Salyut 3 was a Soviet military space station launched on the 25th of June 1974, officially designated OPS-2 or Almaz 2. It was publicly labelled a civilian station to disguise its true purpose as a military reconnaissance platform, and the Soviet Union withheld most information about its design and missions.
Did Salyut 3 have a gun on board?
Salyut 3 was equipped with a self-defence gun attributed to designer Alexander Nudelman. Accounts vary on the exact model, with candidates including the Nudelman-Rikhter Vulkan gun and the Rikhter R-23. After the final crewed mission departed, the ground commanded the weapon to fire; some sources say it fired to depletion, others describe three test firings.
How many crews visited Salyut 3?
Only one of three planned crews successfully docked with Salyut 3. Commander Pavel Popovich and flight engineer Yury Artyukhin, launched on Soyuz 14, spent fifteen days aboard the station in July 1974. The Soyuz 15 crew came within 40 metres but failed to dock due to a malfunctioning Igla rendezvous system, and the third planned mission was cancelled.

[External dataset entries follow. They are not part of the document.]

//! Configuration validation for the `[engine]`, `[strategy]` and `[instrument]` sections.

use crate::domain::config::parse_utc_offset;
use crate::domain::error::DevScriptError;
use crate::ports::config_port::ConfigPort;

pub fn validate_runtime_config(config: &dyn ConfigPort) -> Result<(), DevScriptError> {
    validate_engine_config(config)?;
    validate_strategy_config(config)?;
    validate_instrument_config(config)?;
    Ok(())
}

pub fn validate_engine_config(config: &dyn ConfigPort) -> Result<(), DevScriptError> {
    validate_max_bars_back(config)?;
    validate_max_steps(config)?;
    Ok(())
}

pub fn validate_strategy_config(config: &dyn ConfigPort) -> Result<(), DevScriptError> {
    validate_initial_capital(config)?;
    validate_default_qty(config)?;
    Ok(())
}

pub fn validate_instrument_config(config: &dyn ConfigPort) -> Result<(), DevScriptError> {
    validate_mintick(config)?;
    validate_point_value(config)?;
    validate_timezone(config)?;
    validate_session_hours(config)?;
    Ok(())
}

fn invalid(section: &str, key: &str, reason: &str) -> DevScriptError {
    DevScriptError::ConfigInvalid {
        section: section.to_string(),
        key: key.to_string(),
        reason: reason.to_string(),
    }
}

fn validate_max_bars_back(config: &dyn ConfigPort) -> Result<(), DevScriptError> {
    let value = config.get_int("engine", "max_bars_back", 5000);
    if value < 1 {
        return Err(invalid(
            "engine",
            "max_bars_back",
            "max_bars_back must be at least 1",
        ));
    }
    Ok(())
}

fn validate_max_steps(config: &dyn ConfigPort) -> Result<(), DevScriptError> {
    let value = config.get_int("engine", "max_steps", 1_000_000);
    if value < 1 {
        return Err(invalid("engine", "max_steps", "max_steps must be at least 1"));
    }
    Ok(())
}

fn validate_initial_capital(config: &dyn ConfigPort) -> Result<(), DevScriptError> {
    let value = config.get_double("strategy", "initial_capital", 100_000.0);
    if value <= 0.0 || !value.is_finite() {
        return Err(invalid(
            "strategy",
            "initial_capital",
            "initial_capital must be positive",
        ));
    }
    Ok(())
}

fn validate_default_qty(config: &dyn ConfigPort) -> Result<(), DevScriptError> {
    let value = config.get_double("strategy", "default_qty", 1.0);
    if value <= 0.0 || !value.is_finite() {
        return Err(invalid(
            "strategy",
            "default_qty",
            "default_qty must be positive",
        ));
    }
    Ok(())
}

fn validate_mintick(config: &dyn ConfigPort) -> Result<(), DevScriptError> {
    let value = config.get_double("instrument", "mintick", 0.01);
    if value <= 0.0 {
        return Err(invalid("instrument", "mintick", "mintick must be positive"));
    }
    Ok(())
}

fn validate_point_value(config: &dyn ConfigPort) -> Result<(), DevScriptError> {
    let value = config.get_double("instrument", "point_value", 1.0);
    if value <= 0.0 {
        return Err(invalid(
            "instrument",
            "point_value",
            "point_value must be positive",
        ));
    }
    Ok(())
}

fn validate_timezone(config: &dyn ConfigPort) -> Result<(), DevScriptError> {
    match config.get_string("instrument", "timezone") {
        Some(zone) if !zone.trim().is_empty() && parse_utc_offset(&zone).is_none() => {
            Err(invalid(
                "instrument",
                "timezone",
                "timezone must be UTC or a fixed offset such as UTC+10 or -05:00",
            ))
        }
        _ => Ok(()),
    }
}

fn validate_session_hours(config: &dyn ConfigPort) -> Result<(), DevScriptError> {
    let open = config.get_int("instrument", "session_open_hour", 9);
    let close = config.get_int("instrument", "session_close_hour", 16);
    if !(0..=23).contains(&open) {
        return Err(invalid(
            "instrument",
            "session_open_hour",
            "session_open_hour must be between 0 and 23",
        ));
    }
    if !(1..=24).contains(&close) {
        return Err(invalid(
            "instrument",
            "session_close_hour",
            "session_close_hour must be between 1 and 24",
        ));
    }
    if close <= open {
        return Err(invalid(
            "instrument",
            "session_close_hour",
            "session_close_hour must be after session_open_hour",
        ));
    }
    Ok(())
}

#[cfg(test)]
mod tests {
    use super::*;
    use crate::adapters::file_config_adapter::FileConfigAdapter;

    fn make_config(content: &str) -> FileConfigAdapter {
        FileConfigAdapter::from_string(content).unwrap()
    }

    fn invalid_key(content: &str) -> String {
        match validate_runtime_config(&make_config(content)).unwrap_err() {
            DevScriptError::ConfigInvalid { key, .. } => key,
            other => panic!("unexpected error: {other}"),
        }
    }

    #[test]
    fn full_valid_config_passes() {
        let config = make_config(
            r#"
[engine]
max_bars_back = 500
max_steps = 20000

[strategy]
initial_capital = 50000
default_qty = 2

[instrument]
ticker = BHP
mintick = 0.01
point_value = 1
timezone = UTC+10
session_open_hour = 10
session_close_hour = 16
"#,
        );
        assert!(validate_runtime_config(&config).is_ok());
    }

    #[test]
    fn empty_config_passes() {
        assert!(validate_runtime_config(&make_config("")).is_ok());
    }

    #[test]
    fn max_bars_back_must_be_positive() {
        assert_eq!(invalid_key("[engine]\nmax_bars_back = 0\n"), "max_bars_back");
    }

    #[test]
    fn max_steps_must_be_positive() {
        assert_eq!(invalid_key("[engine]\nmax_steps = -1\n"), "max_steps");
    }

    #[test]
    fn initial_capital_must_be_positive() {
        assert_eq!(
            invalid_key("[strategy]\ninitial_capital = -100\n"),
            "initial_capital"
        );
        assert_eq!(
            invalid_key("[strategy]\ninitial_capital = 0\n"),
            "initial_capital"
        );
    }

    #[test]
    fn default_qty_must_be_positive() {
        assert_eq!(invalid_key("[strategy]\ndefault_qty = 0\n"), "default_qty");
    }

    #[test]
    fn mintick_and_point_value_must_be_positive() {
        assert_eq!(invalid_key("[instrument]\nmintick = 0\n"), "mintick");
        assert_eq!(invalid_key("[instrument]\npoint_value = -1\n"), "point_value");
    }

    #[test]
    fn named_timezones_are_rejected() {
        assert_eq!(
            invalid_key("[instrument]\ntimezone = Australia/Sydney\n"),
            "timezone"
        );
    }

    #[test]
    fn session_must_close_after_open() {
        assert_eq!(
            invalid_key("[instrument]\nsession_open_hour = 16\nsession_close_hour = 9\n"),
            "session_close_hour"
        );
        assert_eq!(
            invalid_key("[instrument]\nsession_open_hour = 24\n"),
            "session_open_hour"
        );
    }
}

What cameras and reconnaissance equipment did Salyut 3 carry?
Salyut 3 carried the Agat-1 Earth-observation telescope with a focal length of 6.375 metres and an optical resolution reported as better than three metres. Cosmonaut Pavel Popovich recalled the station had fourteen cameras in total, including a topographical camera, a star camera, and a Volga infrared camera with a resolution of 100 metres.
Who holds the age record from the Soyuz 15 mission to Salyut 3?
Flight engineer Lev Demin was 48 years old during the Soyuz 15 mission in August 1974, making him the oldest person to fly in space up to that point. His record was broken the following year when Deke Slayton flew as part of the Apollo-Soyuz Test Project.
When was Salyut 3 deorbited and what happened to its film capsule?
The station's Earth-return capsule was ejected on the 23rd of September 1974, with NASA reporting its parachute opened at 8.4 kilometres altitude; other sources say the main parachute failed but the film inside was recovered. Salyut 3 itself was deorbited on the 24th of January 1975, re-entering over the Pacific Ocean.